A single number is wanted: how many lines of the records below contain the word "abbreviations".

= = = = = = =

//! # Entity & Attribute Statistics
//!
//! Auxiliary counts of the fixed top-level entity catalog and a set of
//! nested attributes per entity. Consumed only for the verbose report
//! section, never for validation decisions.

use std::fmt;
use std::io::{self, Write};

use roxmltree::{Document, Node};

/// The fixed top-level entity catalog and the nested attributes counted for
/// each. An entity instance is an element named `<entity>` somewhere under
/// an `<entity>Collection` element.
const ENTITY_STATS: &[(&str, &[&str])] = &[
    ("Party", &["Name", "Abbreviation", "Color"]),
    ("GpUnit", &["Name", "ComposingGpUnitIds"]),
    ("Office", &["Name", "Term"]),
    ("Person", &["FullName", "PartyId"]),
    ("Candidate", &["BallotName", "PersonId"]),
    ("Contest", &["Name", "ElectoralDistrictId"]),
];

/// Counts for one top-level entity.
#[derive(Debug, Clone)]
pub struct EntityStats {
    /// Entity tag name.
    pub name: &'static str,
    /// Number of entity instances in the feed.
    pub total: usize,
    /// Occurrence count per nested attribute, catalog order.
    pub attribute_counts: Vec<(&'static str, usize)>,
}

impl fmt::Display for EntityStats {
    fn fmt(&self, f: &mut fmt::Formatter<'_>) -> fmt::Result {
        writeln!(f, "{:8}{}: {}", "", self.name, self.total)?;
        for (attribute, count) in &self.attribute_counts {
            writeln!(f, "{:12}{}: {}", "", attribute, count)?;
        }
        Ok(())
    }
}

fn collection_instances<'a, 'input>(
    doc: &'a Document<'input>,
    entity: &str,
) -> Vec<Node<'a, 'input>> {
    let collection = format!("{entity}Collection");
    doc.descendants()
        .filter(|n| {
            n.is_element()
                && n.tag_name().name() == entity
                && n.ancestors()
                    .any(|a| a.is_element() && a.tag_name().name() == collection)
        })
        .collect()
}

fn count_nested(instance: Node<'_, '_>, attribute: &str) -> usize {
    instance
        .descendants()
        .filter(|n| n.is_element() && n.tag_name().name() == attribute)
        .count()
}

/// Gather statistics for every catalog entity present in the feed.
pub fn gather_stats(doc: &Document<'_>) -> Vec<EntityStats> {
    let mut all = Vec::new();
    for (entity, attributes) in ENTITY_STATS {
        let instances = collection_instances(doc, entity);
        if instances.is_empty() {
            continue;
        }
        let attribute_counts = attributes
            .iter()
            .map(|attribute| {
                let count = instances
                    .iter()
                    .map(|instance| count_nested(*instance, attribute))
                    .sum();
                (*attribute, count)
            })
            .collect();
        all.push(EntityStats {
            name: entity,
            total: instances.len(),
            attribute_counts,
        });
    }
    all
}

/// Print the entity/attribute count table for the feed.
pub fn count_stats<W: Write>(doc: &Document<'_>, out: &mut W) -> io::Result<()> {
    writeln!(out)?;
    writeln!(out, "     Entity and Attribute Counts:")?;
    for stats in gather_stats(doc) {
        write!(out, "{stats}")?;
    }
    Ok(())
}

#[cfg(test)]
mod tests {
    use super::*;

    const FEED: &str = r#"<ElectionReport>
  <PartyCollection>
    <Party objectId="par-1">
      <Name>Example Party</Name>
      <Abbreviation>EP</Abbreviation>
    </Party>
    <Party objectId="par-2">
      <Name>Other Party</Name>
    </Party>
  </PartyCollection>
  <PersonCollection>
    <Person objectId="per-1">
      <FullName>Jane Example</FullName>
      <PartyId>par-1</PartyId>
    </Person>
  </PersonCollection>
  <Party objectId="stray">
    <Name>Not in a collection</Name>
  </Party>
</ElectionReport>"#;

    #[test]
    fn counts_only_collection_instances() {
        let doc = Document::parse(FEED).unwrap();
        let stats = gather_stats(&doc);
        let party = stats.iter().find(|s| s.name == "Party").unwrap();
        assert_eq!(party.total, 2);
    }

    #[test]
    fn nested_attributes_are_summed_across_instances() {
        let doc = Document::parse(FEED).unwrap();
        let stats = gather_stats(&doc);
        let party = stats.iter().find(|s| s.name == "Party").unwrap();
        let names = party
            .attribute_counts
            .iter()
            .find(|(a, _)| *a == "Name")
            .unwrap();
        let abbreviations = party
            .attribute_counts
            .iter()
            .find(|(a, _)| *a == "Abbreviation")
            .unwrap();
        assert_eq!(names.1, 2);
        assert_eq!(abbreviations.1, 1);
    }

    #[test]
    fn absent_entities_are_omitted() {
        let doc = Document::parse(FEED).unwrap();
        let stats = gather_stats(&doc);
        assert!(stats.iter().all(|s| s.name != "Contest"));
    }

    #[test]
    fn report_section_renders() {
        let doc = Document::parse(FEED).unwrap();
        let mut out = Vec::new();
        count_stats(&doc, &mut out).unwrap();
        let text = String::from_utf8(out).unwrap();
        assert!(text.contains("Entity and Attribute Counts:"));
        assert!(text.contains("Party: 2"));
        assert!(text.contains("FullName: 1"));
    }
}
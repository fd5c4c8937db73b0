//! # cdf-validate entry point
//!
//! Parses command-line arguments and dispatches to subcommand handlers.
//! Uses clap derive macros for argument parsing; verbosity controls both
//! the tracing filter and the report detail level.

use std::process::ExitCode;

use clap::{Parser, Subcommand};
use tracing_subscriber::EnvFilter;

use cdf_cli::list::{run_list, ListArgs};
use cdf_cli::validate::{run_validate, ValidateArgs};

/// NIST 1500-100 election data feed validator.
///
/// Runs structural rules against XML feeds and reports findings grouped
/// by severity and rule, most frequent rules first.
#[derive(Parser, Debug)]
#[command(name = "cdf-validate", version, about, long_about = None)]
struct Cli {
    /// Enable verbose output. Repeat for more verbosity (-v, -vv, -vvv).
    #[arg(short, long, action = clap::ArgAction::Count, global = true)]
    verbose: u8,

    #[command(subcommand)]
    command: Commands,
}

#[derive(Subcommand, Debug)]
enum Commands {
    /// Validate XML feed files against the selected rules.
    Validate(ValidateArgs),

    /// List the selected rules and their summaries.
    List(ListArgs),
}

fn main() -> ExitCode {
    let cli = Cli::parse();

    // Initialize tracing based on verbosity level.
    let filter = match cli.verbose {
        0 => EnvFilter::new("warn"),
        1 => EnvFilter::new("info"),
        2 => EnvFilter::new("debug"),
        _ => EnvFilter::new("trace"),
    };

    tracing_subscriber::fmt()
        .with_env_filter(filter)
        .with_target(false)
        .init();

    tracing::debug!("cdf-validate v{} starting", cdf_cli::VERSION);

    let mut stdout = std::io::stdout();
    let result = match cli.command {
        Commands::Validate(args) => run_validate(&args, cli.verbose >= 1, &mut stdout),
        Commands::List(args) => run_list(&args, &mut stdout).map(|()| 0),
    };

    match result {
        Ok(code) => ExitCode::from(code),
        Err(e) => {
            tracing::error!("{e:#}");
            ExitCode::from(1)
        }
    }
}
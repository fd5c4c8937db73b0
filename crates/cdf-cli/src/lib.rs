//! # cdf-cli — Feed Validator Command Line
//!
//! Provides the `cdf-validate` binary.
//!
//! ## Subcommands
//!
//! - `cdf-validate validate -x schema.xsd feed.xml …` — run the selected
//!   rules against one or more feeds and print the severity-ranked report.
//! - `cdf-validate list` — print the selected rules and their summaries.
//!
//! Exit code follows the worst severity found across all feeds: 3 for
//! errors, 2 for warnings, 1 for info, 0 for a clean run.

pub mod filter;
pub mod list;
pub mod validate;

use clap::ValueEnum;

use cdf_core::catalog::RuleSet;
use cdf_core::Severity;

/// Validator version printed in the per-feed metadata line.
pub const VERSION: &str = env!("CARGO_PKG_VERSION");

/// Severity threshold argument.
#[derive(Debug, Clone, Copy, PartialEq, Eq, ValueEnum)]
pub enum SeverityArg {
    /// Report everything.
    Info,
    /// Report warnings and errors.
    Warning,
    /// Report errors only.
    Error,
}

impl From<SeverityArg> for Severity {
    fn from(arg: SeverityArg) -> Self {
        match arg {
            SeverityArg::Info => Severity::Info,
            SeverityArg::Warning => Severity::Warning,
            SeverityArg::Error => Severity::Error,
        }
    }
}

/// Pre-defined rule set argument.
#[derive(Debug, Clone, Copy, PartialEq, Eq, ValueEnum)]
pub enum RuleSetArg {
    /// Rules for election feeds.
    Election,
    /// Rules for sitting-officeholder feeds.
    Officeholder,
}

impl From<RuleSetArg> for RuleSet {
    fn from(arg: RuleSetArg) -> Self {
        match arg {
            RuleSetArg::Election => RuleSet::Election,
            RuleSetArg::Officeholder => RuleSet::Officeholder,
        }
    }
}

= = = = = = =

**Solution:**
2